Doran believes the city won't have a successful relationship with the county as long as the threat of a lawsuit exists — eluding to the long battle over whether the city or county has the responsibility to maintain the Memorial Home, which has led to a number of court actions.
“Threatening legal action as a first instead of a last resort has led to an adversarial environment,” Doran said. “If the city and county are going to build a stronger partnership, the foundation must be made with mutual trust and respect.”
Doran did note that relationships between entities have been improving. He said the hiring of Next Era Energy and the Logansport Municipal Utilities Service Board’s acceptance of input from City Council is proof that both entities are willing to work together for the betterment of the city.
In response to the city’s housing shortfalls, Doran said he’d concentrate on middle- and lower-income housing.
“We need to concentrate on middle-income housing to attract and keep good doctors, lawyers, teachers and other professionals,” Doran said. “But we also need to address the lower end of our housing issue.

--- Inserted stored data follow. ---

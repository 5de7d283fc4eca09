use chrono::{DateTime, Utc};
use serde::Serialize;
use std::sync::{Arc, Weak};
use tokio::sync::mpsc::{self, UnboundedReceiver, UnboundedSender};
use tokio::sync::Mutex;
use tokio::task::JoinHandle;
use tracing::{debug, error, info, warn};

use super::config::{RelayConfig, Resolution};
use super::error::RelayError;
use super::events::{Notification, RelayEvent, SessionEvent};
use super::supervisor::Transcoder;
use super::watchdog::StarvationWatchdog;
use crate::mux::TrackDescriptor;

/// Relay lifecycle state
#[derive(Debug, Clone, Copy, PartialEq, Eq, Serialize)]
#[serde(rename_all = "lowercase")]
pub enum LifecycleState {
    Idle,
    Starting,
    Active,
    Stopping,
}

/// Snapshot of the relay for status reporting
#[derive(Debug, Clone, Serialize)]
pub struct RelayStatus {
    pub state: LifecycleState,

    /// Incremented on every (re)start
    pub generation: u64,

    /// Watchdog restarts since the last explicit start
    pub restarts: u64,

    /// Segments delivered in the current session
    pub segments: u64,

    pub started_at: Option<DateTime<Utc>>,

    pub channel: Option<String>,

    pub resolution: Option<Resolution>,

    pub tracks: Vec<TrackDescriptor>,
}

struct Session {
    transcoder: Transcoder,
    started_at: DateTime<Utc>,
    segments: u64,
    tracks: Vec<Arc<TrackDescriptor>>,
}

struct Inner {
    state: LifecycleState,
    generation: u64,
    restarts: u64,
    config: Option<RelayConfig>,
    session: Option<Session>,
    watchdog: StarvationWatchdog,
}

struct Shared {
    inner: Mutex<Inner>,

    /// Handed to each session's tasks
    notifier: UnboundedSender<Notification>,

    /// Embedder-facing events
    events: UnboundedSender<RelayEvent>,
}

/// The relay facade: owns the transcoder, segmenter and watchdog of the
/// current session and serialises start, stop and watchdog restarts.
pub struct RelayLifecycle {
    shared: Arc<Shared>,
    dispatcher: JoinHandle<()>,
}

impl RelayLifecycle {
    /// Create an idle relay and the receiver its events are delivered on.
    ///
    /// Must be called within a tokio runtime.
    pub fn new() -> (Self, UnboundedReceiver<RelayEvent>) {
        let (notifier, notifications) = mpsc::unbounded_channel();
        let (events, events_rx) = mpsc::unbounded_channel();

        let starved = notifier.clone();
        let watchdog = StarvationWatchdog::new(move |epoch| {
            let _ = starved.send(Notification::Starved { epoch });
        });

        let shared = Arc::new(Shared {
            inner: Mutex::new(Inner {
                state: LifecycleState::Idle,
                generation: 0,
                restarts: 0,
                config: None,
                session: None,
                watchdog,
            }),
            notifier,
            events,
        });

        let dispatcher = tokio::spawn(dispatch(Arc::downgrade(&shared), notifications));

        (Self { shared, dispatcher }, events_rx)
    }

    /// Start a session, stopping the current one first.
    ///
    /// Returns once the transcoder has been spawned; whether it actually
    /// streams is reported through events.
    pub async fn start(&self, config: RelayConfig) -> Result<(), RelayError> {
        config.validate()?;

        let mut inner = self.shared.inner.lock().await;
        if inner.state != LifecycleState::Idle {
            info!("Relay already running, restarting with new configuration");
            inner.stop_session().await;
        }
        inner.restarts = 0;
        inner.start_session(config, &self.shared.notifier)
    }

    /// Stop the current session. Stopping an idle relay is a no-op.
    ///
    /// No event of the stopped session is delivered after this returns.
    pub async fn stop(&self) -> Result<(), RelayError> {
        let mut inner = self.shared.inner.lock().await;
        if inner.state == LifecycleState::Idle {
            debug!("Relay already stopped");
            return Ok(());
        }
        inner.stop_session().await;
        Ok(())
    }

    pub async fn state(&self) -> LifecycleState {
        self.shared.inner.lock().await.state
    }

    pub async fn is_active(&self) -> bool {
        self.state().await == LifecycleState::Active
    }

    pub async fn status(&self) -> RelayStatus {
        let inner = self.shared.inner.lock().await;
        let session = inner.session.as_ref();
        RelayStatus {
            state: inner.state,
            generation: inner.generation,
            restarts: inner.restarts,
            segments: session.map_or(0, |s| s.segments),
            started_at: session.map(|s| s.started_at),
            channel: inner.config.as_ref().map(|c| c.channel.clone()),
            resolution: inner.config.as_ref().map(|c| c.resolution),
            tracks: session
                .map(|s| s.tracks.iter().map(|t| (**t).clone()).collect())
                .unwrap_or_default(),
        }
    }
}

impl Drop for RelayLifecycle {
    fn drop(&mut self) {
        self.dispatcher.abort();
    }
}

impl Inner {
    fn start_session(
        &mut self,
        config: RelayConfig,
        notifier: &UnboundedSender<Notification>,
    ) -> Result<(), RelayError> {
        self.state = LifecycleState::Starting;
        self.generation += 1;

        let transcoder = match Transcoder::launch(&config, self.generation, notifier.clone()) {
            Ok(transcoder) => transcoder,
            Err(e) => {
                error!("Failed to start relay: {}", e);
                self.state = LifecycleState::Idle;
                self.config = None;
                return Err(e);
            }
        };

        info!(
            "Relay active: channel {} at {} ({}), timeout {}s",
            config.channel,
            config.server,
            config.resolution,
            config.timeout.as_secs()
        );

        self.watchdog.arm(config.timeout);
        self.session = Some(Session {
            transcoder,
            started_at: Utc::now(),
            segments: 0,
            tracks: Vec::new(),
        });
        self.config = Some(config);
        self.state = LifecycleState::Active;
        Ok(())
    }

    async fn stop_session(&mut self) {
        self.state = LifecycleState::Stopping;
        self.watchdog.disarm();
        if let Some(mut session) = self.session.take() {
            session.transcoder.terminate().await;
            info!(
                "Relay session {} stopped after {} segments",
                session.transcoder.generation(),
                session.segments
            );
        }
        self.state = LifecycleState::Idle;
    }
}

impl Shared {
    async fn on_session_event(&self, generation: u64, event: SessionEvent) {
        let mut inner = self.inner.lock().await;
        if inner.state != LifecycleState::Active || inner.generation != generation {
            debug!("Dropping event from stale session {}", generation);
            return;
        }

        let forward = match event {
            SessionEvent::Ready(tracks) => {
                inner.watchdog.reset();
                if let Some(session) = inner.session.as_mut() {
                    session.tracks = tracks;
                }
                None
            }
            SessionEvent::Segment(segment) => {
                inner.watchdog.reset();
                if let Some(session) = inner.session.as_mut() {
                    session.segments += 1;
                }
                Some(RelayEvent::Segment(segment))
            }
            SessionEvent::Error(message) => {
                debug!("Relay error: {}", message);
                Some(RelayEvent::Error(message))
            }
            SessionEvent::End => {
                info!("Transcoder output ended");
                Some(RelayEvent::End)
            }
        };

        if let Some(event) = forward {
            let _ = self.events.send(event);
        }
    }

    async fn on_starved(&self, epoch: u64) {
        let mut inner = self.inner.lock().await;
        if inner.state != LifecycleState::Active || !inner.watchdog.is_current(epoch) {
            return;
        }
        let Some(config) = inner.config.clone() else {
            return;
        };

        warn!(
            "data receiving timeout ({}s) -- restarting transcoder",
            config.timeout.as_secs()
        );
        inner.restarts += 1;
        inner.stop_session().await;

        if let Err(e) = inner.start_session(config, &self.notifier) {
            let _ = self.events.send(RelayEvent::Error(format!("restart failed: {e}")));
        }
    }
}

async fn dispatch(shared: Weak<Shared>, mut notifications: UnboundedReceiver<Notification>) {
    while let Some(notification) = notifications.recv().await {
        let Some(shared) = shared.upgrade() else {
            break;
        };
        match notification {
            Notification::Session { generation, event } => {
                shared.on_session_event(generation, event).await
            }
            Notification::Starved { epoch } => shared.on_starved(epoch).await,
        }
    }
}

I will look for public and private partnerships, grants, anything we can find to help life these folks up.”
As for the Memorial Home, Doran said he plans to take a comprehensive approach to addressing its issues.
“I believe this building is a wonderful part of our city’s history,” said Doran. “I will be looking at all of the current proposals as well as any other option that comes before me. Any solution to the long-term success of the Memorial Home has to involve the city, the county and the community.”
Doran plans to take the same approach regarding the growth of Logansport’s downtown.
“Our downtown is our whole town — we’ve made some really nice improvements over the years,” Doran said. “The mayor is the quarterback of that but it’s also Arin [Shaver] in the Planning Department and many others who work to comprehensively develop our downtown in a way that makes sense for the community.”
Doran said he intends to reexamine plans for downtown as well as the State Theatre to further the growth of art and music in the community.
“I think we all agree that the success of our downtown is vital to our future,” said Doran. “Other communities continue to revitalize their downtowns, making them destination points. I believe our downtown is primed for that same type of success.”
Doran stressed the importance of education and said he aims to expand the city’s internship program to include the whole county if elected. One such program is in LaPorte, where every graduating senior who intends to continue their education is rewarded a scholarship in exchange for community service.
“It literally brings dozens if not hundreds of graduates back to the city to help with projects,” Doran said. “Not only does it lessen the burden on departments, it gives the city an opportunity to possible hire and brings skilled and educated youth back home.”
Doran said his message to the younger generation is that “You can live safer, you can live cheaper, and you can do just as well in a city this size without leaving.”
“We can get past a lot of our problems by just doing the right thing,” Doran said. “We’ve been doing okay, but is okay good enough? I don’t think it is.”
The general election will be held on Tuesday, Nov. 5.